Scan the entries below for "Mode" and copy each line that holds it.

________________

use ratatui::prelude::*;

use crate::screen::{self, Attr, Pen};
use crate::tree::{NodeId, NodeKind, MIN_PANE_DIM};
use crate::types::{AppState, Divider, Mode};

pub fn vt_to_color(c: screen::Color) -> Color {
    match c {
        screen::Color::Default => Color::Reset,
        screen::Color::Indexed(i) => Color::Indexed(i),
        screen::Color::Rgb(r, g, b) => Color::Rgb(r, g, b),
    }
}

pub fn pen_style(pen: Pen) -> Style {
    let mut style = Style::default().fg(vt_to_color(pen.fg)).bg(vt_to_color(pen.bg));
    let mods = [
        (Attr::BOLD, Modifier::BOLD),
        (Attr::DIM, Modifier::DIM),
        (Attr::ITALIC, Modifier::ITALIC),
        (Attr::UNDERLINE, Modifier::UNDERLINED),
        (Attr::BLINK, Modifier::SLOW_BLINK),
        (Attr::INVERSE, Modifier::REVERSED),
        (Attr::INVISIBLE, Modifier::HIDDEN),
        (Attr::STRIKE, Modifier::CROSSED_OUT),
    ];
    for (attr, m) in mods {
        if pen.attr.contains(attr) {
            style = style.add_modifier(m);
        }
    }
    style
}

/// Composite the zoomed subtree onto the frame and place the cursor.
pub fn render_app(f: &mut Frame, app: &AppState) {
    let Some(view) = app.layout.view_root else { return };
    render_node(f.buffer_mut(), app, view);

    if app.mode != Mode::Passthrough {
        return;
    }
    let Some(focused) = app.layout.focused.filter(|&id| app.layout.contains(view, id)) else { return };
    let Some(node) = app.layout.node(focused) else { return };
    let Some(pane) = node.pane() else { return };
    let s = pane.screen();
    if s.cursor_visible && s.at_bottom() && node.rect.height >= MIN_PANE_DIM {
        let x = node.rect.x + s.cursor.x.min(node.rect.width.saturating_sub(1));
        let y = node.rect.y + s.cursor.y.min(node.rect.height.saturating_sub(2));
        f.set_cursor_position((x, y));
    }
}

fn put(buf: &mut Buffer, x: u16, y: u16, ch: char, style: Style) {
    if let Some(cell) = buf.cell_mut((x, y)) {
        cell.set_char(ch).set_style(style);
    }
}

pub fn render_node(buf: &mut Buffer, app: &AppState, id: NodeId) {
    let Some(node) = app.layout.node(id) else { return };
    let area = node.rect;
    match &node.kind {
        NodeKind::Pane(pane) => {
            if area.height < MIN_PANE_DIM || area.width < MIN_PANE_DIM {
                return;
            }
            let s = pane.screen();
            let rows = area.height - 1;
            for r in 0..rows.min(s.lines()) {
                let Some(cells) = s.visible_row(r) else { continue };
                for (c, cell) in cells.iter().take(area.width as usize).enumerate() {
                    let (x, y) = (area.x + c as u16, area.y + r);
                    let Some(out) = buf.cell_mut((x, y)) else { continue };
                    if cell.width == 0 {
                        out.reset();
                        continue;
                    }
                    // A wide glyph cut by the right edge would spill into the neighbour.
                    let ch = if cell.width == 2 && c + 1 >= area.width as usize { ' ' } else { cell.ch };
                    out.set_char(ch).set_style(pen_style(cell.pen));
                }
            }

            let title_y = area.y + area.height - 1;
            let reversed = app.mode == Mode::Command && app.layout.focused == Some(id);
            let style = if reversed { Style::default().add_modifier(Modifier::REVERSED) } else { Style::default() };
            for x in area.x..area.x + area.width {
                put(buf, x, title_y, '─', style);
            }
            let label = format!(" {} {} ", node.id, pane.title);
            let mut x = area.x + 1;
            for ch in label.chars() {
                if x >= area.x + area.width {
                    break;
                }
                put(buf, x, title_y, if ch.is_control() { '?' } else { ch }, style);
                x += 1;
            }
        }
        NodeKind::Split(split) => {
            for child in split.children {
                render_node(buf, app, child);
            }
            if split.divider == Divider::Vertical {
                let Some(left) = app.layout.node(split.children[0]) else { return };
                let x = left.rect.x + left.rect.width;
                for y in area.y..area.y + area.height {
                    put(buf, x, y, '│', Style::default());
                }
            }
        }
    }
}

________________

ANSWER TO THIS PROBLEM ▸
use crate::types::{AppState, Divider, Mode};
    if app.mode != Mode::Passthrough {
            let reversed = app.mode == Mode::Command && app.layout.focused == Some(id);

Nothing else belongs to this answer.